[Recorded data]
....
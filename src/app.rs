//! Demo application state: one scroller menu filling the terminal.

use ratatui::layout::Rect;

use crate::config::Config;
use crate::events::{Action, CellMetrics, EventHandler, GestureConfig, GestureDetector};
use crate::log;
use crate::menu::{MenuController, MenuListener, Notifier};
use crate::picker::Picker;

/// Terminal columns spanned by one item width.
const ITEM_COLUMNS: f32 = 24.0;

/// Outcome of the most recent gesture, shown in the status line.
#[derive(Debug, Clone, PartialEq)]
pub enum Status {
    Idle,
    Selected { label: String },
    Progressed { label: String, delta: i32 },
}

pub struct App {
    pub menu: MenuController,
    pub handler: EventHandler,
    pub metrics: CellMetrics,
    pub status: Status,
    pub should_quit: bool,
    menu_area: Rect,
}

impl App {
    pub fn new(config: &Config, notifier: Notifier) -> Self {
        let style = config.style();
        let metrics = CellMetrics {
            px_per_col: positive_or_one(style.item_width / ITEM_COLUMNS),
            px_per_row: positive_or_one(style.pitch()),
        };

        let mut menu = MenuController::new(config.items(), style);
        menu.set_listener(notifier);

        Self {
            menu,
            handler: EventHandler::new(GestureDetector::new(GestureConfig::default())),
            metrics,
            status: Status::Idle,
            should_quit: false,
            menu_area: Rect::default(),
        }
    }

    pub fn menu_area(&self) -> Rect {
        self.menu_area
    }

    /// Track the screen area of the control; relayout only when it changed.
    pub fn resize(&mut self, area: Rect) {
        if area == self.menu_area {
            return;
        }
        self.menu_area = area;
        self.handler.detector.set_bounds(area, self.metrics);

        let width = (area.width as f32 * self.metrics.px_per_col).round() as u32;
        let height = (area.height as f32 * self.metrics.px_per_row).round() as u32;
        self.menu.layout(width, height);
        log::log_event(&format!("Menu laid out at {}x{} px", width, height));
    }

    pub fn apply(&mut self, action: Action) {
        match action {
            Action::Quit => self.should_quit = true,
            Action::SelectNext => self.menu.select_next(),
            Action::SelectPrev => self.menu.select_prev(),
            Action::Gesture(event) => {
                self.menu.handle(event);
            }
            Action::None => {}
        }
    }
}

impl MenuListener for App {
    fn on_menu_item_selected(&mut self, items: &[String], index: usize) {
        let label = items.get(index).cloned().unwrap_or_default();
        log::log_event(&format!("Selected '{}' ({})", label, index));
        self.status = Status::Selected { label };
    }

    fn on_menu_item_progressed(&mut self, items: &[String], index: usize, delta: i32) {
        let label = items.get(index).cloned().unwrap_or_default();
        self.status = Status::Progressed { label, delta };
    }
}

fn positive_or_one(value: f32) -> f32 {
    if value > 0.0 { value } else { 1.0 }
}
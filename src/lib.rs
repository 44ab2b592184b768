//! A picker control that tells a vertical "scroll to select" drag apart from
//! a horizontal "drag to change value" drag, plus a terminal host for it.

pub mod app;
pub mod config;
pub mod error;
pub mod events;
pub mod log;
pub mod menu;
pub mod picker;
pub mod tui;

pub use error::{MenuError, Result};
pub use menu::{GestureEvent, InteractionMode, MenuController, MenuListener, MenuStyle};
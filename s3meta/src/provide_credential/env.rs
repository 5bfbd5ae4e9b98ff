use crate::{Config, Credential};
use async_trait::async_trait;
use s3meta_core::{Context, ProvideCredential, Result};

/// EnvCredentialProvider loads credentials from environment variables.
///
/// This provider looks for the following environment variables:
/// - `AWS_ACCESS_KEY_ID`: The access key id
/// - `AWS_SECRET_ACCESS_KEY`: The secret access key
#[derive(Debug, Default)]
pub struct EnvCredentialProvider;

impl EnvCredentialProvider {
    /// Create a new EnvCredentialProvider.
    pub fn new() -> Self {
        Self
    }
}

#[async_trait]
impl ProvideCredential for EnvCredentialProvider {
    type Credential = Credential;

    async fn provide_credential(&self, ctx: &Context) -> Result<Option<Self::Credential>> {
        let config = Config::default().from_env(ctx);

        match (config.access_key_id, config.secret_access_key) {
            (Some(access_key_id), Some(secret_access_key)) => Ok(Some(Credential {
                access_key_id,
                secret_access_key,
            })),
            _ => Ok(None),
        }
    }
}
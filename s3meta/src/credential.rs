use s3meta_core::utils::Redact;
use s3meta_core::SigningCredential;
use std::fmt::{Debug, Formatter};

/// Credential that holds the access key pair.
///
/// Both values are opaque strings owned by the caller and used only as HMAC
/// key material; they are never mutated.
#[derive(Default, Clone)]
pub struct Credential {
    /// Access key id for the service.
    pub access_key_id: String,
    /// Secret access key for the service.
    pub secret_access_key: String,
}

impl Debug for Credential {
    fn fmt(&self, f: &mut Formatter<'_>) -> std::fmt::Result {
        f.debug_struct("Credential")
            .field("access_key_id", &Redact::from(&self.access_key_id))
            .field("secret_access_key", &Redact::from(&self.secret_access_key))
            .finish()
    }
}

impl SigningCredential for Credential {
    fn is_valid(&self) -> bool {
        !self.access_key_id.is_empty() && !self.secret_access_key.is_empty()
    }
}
....
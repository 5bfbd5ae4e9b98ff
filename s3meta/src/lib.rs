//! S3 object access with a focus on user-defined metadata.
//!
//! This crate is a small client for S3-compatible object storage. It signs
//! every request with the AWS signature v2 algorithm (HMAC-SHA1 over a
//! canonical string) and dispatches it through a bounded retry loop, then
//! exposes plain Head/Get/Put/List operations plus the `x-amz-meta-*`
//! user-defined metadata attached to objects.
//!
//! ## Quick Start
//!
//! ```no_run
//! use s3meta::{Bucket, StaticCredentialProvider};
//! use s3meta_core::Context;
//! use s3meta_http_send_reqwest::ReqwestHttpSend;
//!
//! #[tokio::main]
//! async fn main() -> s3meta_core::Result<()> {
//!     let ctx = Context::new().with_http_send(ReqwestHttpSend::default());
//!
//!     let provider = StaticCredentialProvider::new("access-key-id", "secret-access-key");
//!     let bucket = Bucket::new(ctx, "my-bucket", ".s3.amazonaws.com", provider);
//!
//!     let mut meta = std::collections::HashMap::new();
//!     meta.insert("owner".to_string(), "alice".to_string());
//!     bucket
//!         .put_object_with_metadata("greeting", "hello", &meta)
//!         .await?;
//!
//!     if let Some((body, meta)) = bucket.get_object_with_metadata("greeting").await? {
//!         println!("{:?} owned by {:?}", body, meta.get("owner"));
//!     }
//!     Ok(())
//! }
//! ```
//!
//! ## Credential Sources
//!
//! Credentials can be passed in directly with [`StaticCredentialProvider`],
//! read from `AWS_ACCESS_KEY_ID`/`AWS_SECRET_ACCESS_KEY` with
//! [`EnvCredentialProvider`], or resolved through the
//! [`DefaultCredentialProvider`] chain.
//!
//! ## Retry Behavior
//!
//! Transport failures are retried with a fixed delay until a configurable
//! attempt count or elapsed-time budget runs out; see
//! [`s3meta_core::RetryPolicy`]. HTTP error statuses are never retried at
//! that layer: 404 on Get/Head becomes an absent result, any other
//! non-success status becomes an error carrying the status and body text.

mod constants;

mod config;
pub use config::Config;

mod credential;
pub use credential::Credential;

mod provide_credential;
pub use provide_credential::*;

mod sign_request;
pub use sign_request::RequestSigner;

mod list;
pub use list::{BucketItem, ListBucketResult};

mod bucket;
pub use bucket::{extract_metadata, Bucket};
....
Task instructions:
Extract from the records above the lines from the one containing "self.menu_area = area;" to the one containing "repository 44ab2b592184b768", both lines included, exactly as they appear and with nothing else.

Answer space:
        self.menu_area = area;
        self.handler.detector.set_bounds(area, self.metrics);

        let width = (area.width as f32 * self.metrics.px_per_col).round() as u32;
        let height = (area.height as f32 * self.metrics.px_per_row).round() as u32;
        self.menu.layout(width, height);
        log::log_event(&format!("Menu laid out at {}x{} px", width, height));
    }

    pub fn apply(&mut self, action: Action) {
        match action {
            Action::Quit => self.should_quit = true,
            Action::SelectNext => self.menu.select_next(),
            Action::SelectPrev => self.menu.select_prev(),
            Action::Gesture(event) => {
                self.menu.handle(event);
            }
            Action::None => {}
        }
    }
}

impl MenuListener for App {
    fn on_menu_item_selected(&mut self, items: &[String], index: usize) {
        let label = items.get(index).cloned().unwrap_or_default();
        log::log_event(&format!("Selected '{}' ({})", label, index));
        self.status = Status::Selected { label };
    }

    fn on_menu_item_progressed(&mut self, items: &[String], index: usize, delta: i32) {
        let label = items.get(index).cloned().unwrap_or_default();
        self.status = Status::Progressed { label, delta };
    }
}

fn positive_or_one(value: f32) -> f32 {
    if value > 0.0 { value } else { 1.0 }
}
filename src/lib.rs
repository 44ab2b592184b768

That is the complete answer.